The iconic final scene brings home the message of the futility of paranoia. Having dynamited the entire camp in an effort to annihilate the creature, only Macready (Kurt Russell) seems to have survived. Temporarily warmed by the fire, Macready waits for the freezing cold with a surviving bottle of whisky. Stumbling towards him comes Childs (Keith David), earlier suspected of having been assimilated by the Thing. Macready and Childs hold one another in the sights of their flame throwers, each convinced of the other’s monstrous conversion. Eventually the two men come to a realization: it doesn’t matter. There is no way of knowing if either are the monster, and even if there was, it would be pointless to destroy each other now. Realizing the futility of their distrust, the two men share a drink while waiting for the encroaching storm of winter.

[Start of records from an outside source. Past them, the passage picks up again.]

//! Quizcast server binary.
//!
//! This is the composition root: it loads configuration, connects to
//! `PostgreSQL`, builds the shared state and serves the API until
//! `Ctrl-C`.
//!
//! # Startup Sequence
//!
//! 1. Load configuration from `quizcast-config.yaml` (or `QUIZCAST_CONFIG`)
//! 2. Initialize structured logging (tracing)
//! 3. Connect to `PostgreSQL`, run migrations and ping; any failure here
//!    is fatal
//! 4. Build the application state
//! 5. Spawn the liveness monitor and the rate-limit janitor
//! 6. Serve HTTP and `WebSocket` traffic
//! 7. On shutdown, stop the background tasks and close the pool

mod error;

use std::path::PathBuf;
use std::sync::Arc;

use quizcast_core::config::{LogFormat, LoggingConfig};
use quizcast_core::{QuizcastConfig, SystemClock};
use quizcast_db::{PostgresConfig, PostgresPool, Store};
use quizcast_server::{start_server, AppState};
use tokio::sync::watch;
use tracing::info;
use tracing_subscriber::EnvFilter;

use crate::error::AppError;

/// Default configuration file, relative to the working directory.
const DEFAULT_CONFIG_PATH: &str = "quizcast-config.yaml";

/// Application entry point.
///
/// # Errors
///
/// Returns an error if configuration is invalid, the database is
/// unreachable at startup, or the server cannot bind.
#[tokio::main]
async fn main() -> Result<(), AppError> {
    // 1. Load configuration.
    let config = load_config()?;

    // 2. Initialize structured logging.
    init_tracing(&config.logging);
    info!("quizcast starting");
    info!(
        host = config.server.host,
        port = config.server.port,
        max_ws_connections = config.realtime.max_connections,
        query_timeout_ms = config.database.query_timeout_ms,
        "Configuration loaded"
    );

    // 3. Connect to PostgreSQL.
    let db_config = PostgresConfig::new(&config.database.url)
        .with_max_connections(config.database.max_connections)
        .with_connect_timeout(config.database.connect_timeout())
        .with_statement_timeout(config.database.query_timeout());
    let pool = PostgresPool::connect(&db_config).await?;
    pool.run_migrations().await?;
    pool.ping().await?;
    info!("Database ready");

    // 4. Build the application state.
    let store = Store::postgres(pool.clone()).with_query_timeout(config.database.query_timeout());
    let state = Arc::new(AppState::new(
        store,
        &config.realtime,
        &config.rate_limit,
        Arc::new(SystemClock),
    ));

    // 5. Background tasks.
    let (shutdown_tx, shutdown_rx) = watch::channel(false);
    let liveness = tokio::spawn(state.liveness_monitor().run(shutdown_rx.clone()));
    let janitor = {
        let admission = Arc::clone(&state.admission);
        tokio::spawn(async move { admission.run_janitor(shutdown_rx).await })
    };
    info!(
        ping_interval_secs = config.realtime.ping_interval_secs,
        sweep_interval_secs = config.realtime.sweep_interval_secs,
        stale_after_secs = config.realtime.stale_after_secs,
        "Background tasks started"
    );

    // 6. Serve.
    let served = start_server(&config.server, state, shutdown_signal()).await;

    // 7. Shut down.
    if shutdown_tx.send(true).is_err() {
        tracing::debug!("Background tasks already stopped");
    }
    for (name, task) in [("liveness", liveness), ("janitor", janitor)] {
        if let Err(e) = task.await {
            tracing::warn!(task = name, error = %e, "Background task ended abnormally");
        }
    }
    pool.close().await;
    served?;

    info!("quizcast shutdown complete");
    Ok(())
}

/// Load configuration from `QUIZCAST_CONFIG` or `quizcast-config.yaml`.
///
/// A missing file means defaults (still subject to environment
/// overrides and validation).
fn load_config() -> Result<QuizcastConfig, AppError> {
    let path = std::env::var_os("QUIZCAST_CONFIG")
        .map_or_else(|| PathBuf::from(DEFAULT_CONFIG_PATH), PathBuf::from);
    if path.exists() {
        Ok(QuizcastConfig::from_file(&path)?)
    } else {
        Ok(QuizcastConfig::parse("")?)
    }
}

/// Install the global subscriber. `RUST_LOG` wins over the configured
/// level.
fn init_tracing(logging: &LoggingConfig) {
    let filter =
        EnvFilter::try_from_default_env().unwrap_or_else(|_| EnvFilter::new(&logging.level));
    match logging.format {
        LogFormat::Json => tracing_subscriber::fmt()
            .json()
            .with_env_filter(filter)
            .with_target(true)
            .init(),
        LogFormat::Pretty => tracing_subscriber::fmt()
            .with_env_filter(filter)
            .with_target(true)
            .init(),
    }
}

/// Resolve on `Ctrl-C`.
async fn shutdown_signal() {
    if let Err(e) = tokio::signal::ctrl_c().await {
        tracing::error!(error = %e, "Failed to listen for Ctrl-C");
        std::future::pending::<()>().await;
    }
    info!("Shutdown signal received");
}
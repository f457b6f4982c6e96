//! `WebSocket` endpoint for live results.
//!
//! Clients connect to `GET /api/ws/results`. Each connection is admitted
//! into the [`ConnectionRegistry`](quizcast_core::ConnectionRegistry)
//! and then runs one loop that multiplexes three sources:
//!
//! - frames from the client (`subscribe`, `unsubscribe`, `heartbeat`,
//!   protocol pongs), handled in receipt order
//! - frames queued for it by the broadcaster and the liveness monitor
//! - the close signal raised when the monitor evicts it
//!
//! The connection is removed from the registry when the loop ends, however
//! it ends.

use std::ops::ControlFlow;
use std::sync::Arc;

use axum::body::Bytes;
use axum::extract::ws::{close_code, CloseFrame, Message, WebSocket};
use axum::extract::ws::rejection::WebSocketUpgradeRejection;
use axum::extract::{State, WebSocketUpgrade};
use axum::response::{IntoResponse, Response};
use quizcast_core::{ConnectionHandle, OutboundFrame};
use quizcast_types::{ClientMessage, ConnectionId, HeartbeatAck, QuizId, ServerMessage};
use tracing::{debug, info, warn};

use crate::error::ApiError;
use crate::state::AppState;

/// Upgrade to a `WebSocket` unless the registry is already full. The
/// capacity check runs before the upgrade headers are looked at.
///
/// # Route
///
/// `GET /api/ws/results`
pub async fn ws_results(
    State(state): State<Arc<AppState>>,
    ws: Result<WebSocketUpgrade, WebSocketUpgradeRejection>,
) -> Response {
    let max = state.registry.max_connections();
    if state.registry.size().await >= max {
        warn!(max, "Rejecting WebSocket upgrade, registry full");
        return ApiError::ConnectionLimit { max }.into_response();
    }
    let ws = match ws {
        Ok(ws) => ws,
        Err(rejection) => return rejection.into_response(),
    };
    ws.on_upgrade(move |socket| handle_ws(socket, state))
        .into_response()
}

/// Run one connection from admission to removal.
async fn handle_ws(mut socket: WebSocket, state: Arc<AppState>) {
    let (handle, mut inbox) = ConnectionHandle::channel(state.outbound_queue_capacity);
    let id = handle.id();

    if let Err(e) = state.registry.admit(handle).await {
        warn!(connection_id = %id, error = %e, "Admission lost after upgrade");
        let frame = CloseFrame {
            code: close_code::AGAIN,
            reason: "maximum connections reached".into(),
        };
        if let Err(e) = socket.send(Message::Close(Some(frame))).await {
            debug!(connection_id = %id, error = %e, "Failed to send close frame");
        }
        return;
    }
    let total = state.registry.size().await;
    info!(
        connection_id = %id,
        total,
        max = state.registry.max_connections(),
        "WebSocket connection established"
    );

    let close = Arc::clone(&inbox.close);
    loop {
        tokio::select! {
            () = close.notified() => {
                debug!(connection_id = %id, "Connection evicted");
                if let Err(e) = socket.send(Message::Close(None)).await {
                    debug!(connection_id = %id, error = %e, "Failed to send close frame");
                }
                break;
            }
            frame = inbox.outbound.recv() => {
                let Some(frame) = frame else { break };
                let msg = match frame {
                    OutboundFrame::Text(text) => Message::Text(text.as_ref().into()),
                    OutboundFrame::Ping => Message::Ping(Bytes::new()),
                };
                if socket.send(msg).await.is_err() {
                    debug!(connection_id = %id, "WebSocket client disconnected (send failed)");
                    break;
                }
            }
            incoming = socket.recv() => {
                match incoming {
                    Some(Ok(Message::Text(text))) => {
                        if handle_client_text(&mut socket, &state, id, text.as_str())
                            .await
                            .is_break()
                        {
                            break;
                        }
                    }
                    Some(Ok(Message::Pong(_))) => {
                        state.registry.touch(id).await;
                    }
                    Some(Ok(Message::Ping(data))) => {
                        state.registry.touch(id).await;
                        if socket.send(Message::Pong(data)).await.is_err() {
                            debug!(connection_id = %id, "WebSocket client gone (pong failed)");
                            break;
                        }
                    }
                    Some(Ok(Message::Close(_))) | None => {
                        debug!(connection_id = %id, "WebSocket client disconnected");
                        break;
                    }
                    Some(Err(e)) => {
                        debug!(connection_id = %id, error = %e, "WebSocket error");
                        break;
                    }
                    Some(Ok(Message::Binary(_))) => {}
                }
            }
        }
    }

    state.registry.remove(id).await;
    let total = state.registry.size().await;
    info!(connection_id = %id, total, "WebSocket connection closed");
}

/// Handle one text frame from the client. Breaks when the socket is gone.
async fn handle_client_text(
    socket: &mut WebSocket,
    state: &AppState,
    id: ConnectionId,
    text: &str,
) -> ControlFlow<()> {
    let message = match ClientMessage::parse(text) {
        Ok(message) => message,
        Err(e) => {
            debug!(connection_id = %id, error = %e, "Ignoring client frame");
            return ControlFlow::Continue(());
        }
    };

    match message {
        ClientMessage::Subscribe { quiz_id } => {
            state.registry.set_subscription(id, Some(quiz_id)).await;
            debug!(connection_id = %id, %quiz_id, "Subscribed");
            send_current_results(socket, state, id, quiz_id).await
        }
        ClientMessage::Unsubscribe => {
            state.registry.set_subscription(id, None).await;
            debug!(connection_id = %id, "Unsubscribed");
            ControlFlow::Continue(())
        }
        ClientMessage::Heartbeat => {
            state.registry.touch(id).await;
            let ack = ServerMessage::HeartbeatAck(HeartbeatAck {
                timestamp: state.registry.clock().now(),
            });
            send_message(socket, id, &ack).await
        }
    }
}

/// Send the quiz's current tally once, so a new subscriber does not wait
/// for the next vote.
async fn send_current_results(
    socket: &mut WebSocket,
    state: &AppState,
    id: ConnectionId,
    quiz_id: QuizId,
) -> ControlFlow<()> {
    match state.aggregator.compute(quiz_id).await {
        Ok(Some(results)) => {
            send_message(socket, id, &ServerMessage::ResultUpdate(results)).await
        }
        Ok(None) => {
            debug!(connection_id = %id, %quiz_id, "Subscribed to unknown quiz");
            ControlFlow::Continue(())
        }
        Err(e) => {
            warn!(
                connection_id = %id,
                %quiz_id,
                error = %e,
                "Failed to load initial results"
            );
            ControlFlow::Continue(())
        }
    }
}

async fn send_message(
    socket: &mut WebSocket,
    id: ConnectionId,
    message: &ServerMessage,
) -> ControlFlow<()> {
    let json = match message.to_json() {
        Ok(json) => json,
        Err(e) => {
            warn!(
                connection_id = %id,
                kind = %message.kind(),
                error = %e,
                "Failed to serialize message"
            );
            return ControlFlow::Continue(());
        }
    };
    if socket.send(Message::Text(json.into())).await.is_err() {
        debug!(connection_id = %id, "WebSocket client disconnected (send failed)");
        return ControlFlow::Break(());
    }
    ControlFlow::Continue(())
}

“The Thing” is a masterpiece. I consistently hold it to be one of the greatest American science fiction films ever made, hitting a home run in every category the genre sets out to explore. And when others stop to think about it, I’ve noticed they’re pretty quick to agree. The acting is engaging but believable, the setting claustrophobic to the level of suffocation, and the pace hold you so tightly you can feel its claws digging into you. It’s a movie that definitely makes you want company when you watch it, even if it does leave you wondering about who exactly you’re seeing it with.
(P.S.: Hit up Netflix and watch this beast! Then go see the remake in October and tell me whether or not to see it…and then sigh when I go see it anyway, no matter what you tell me.)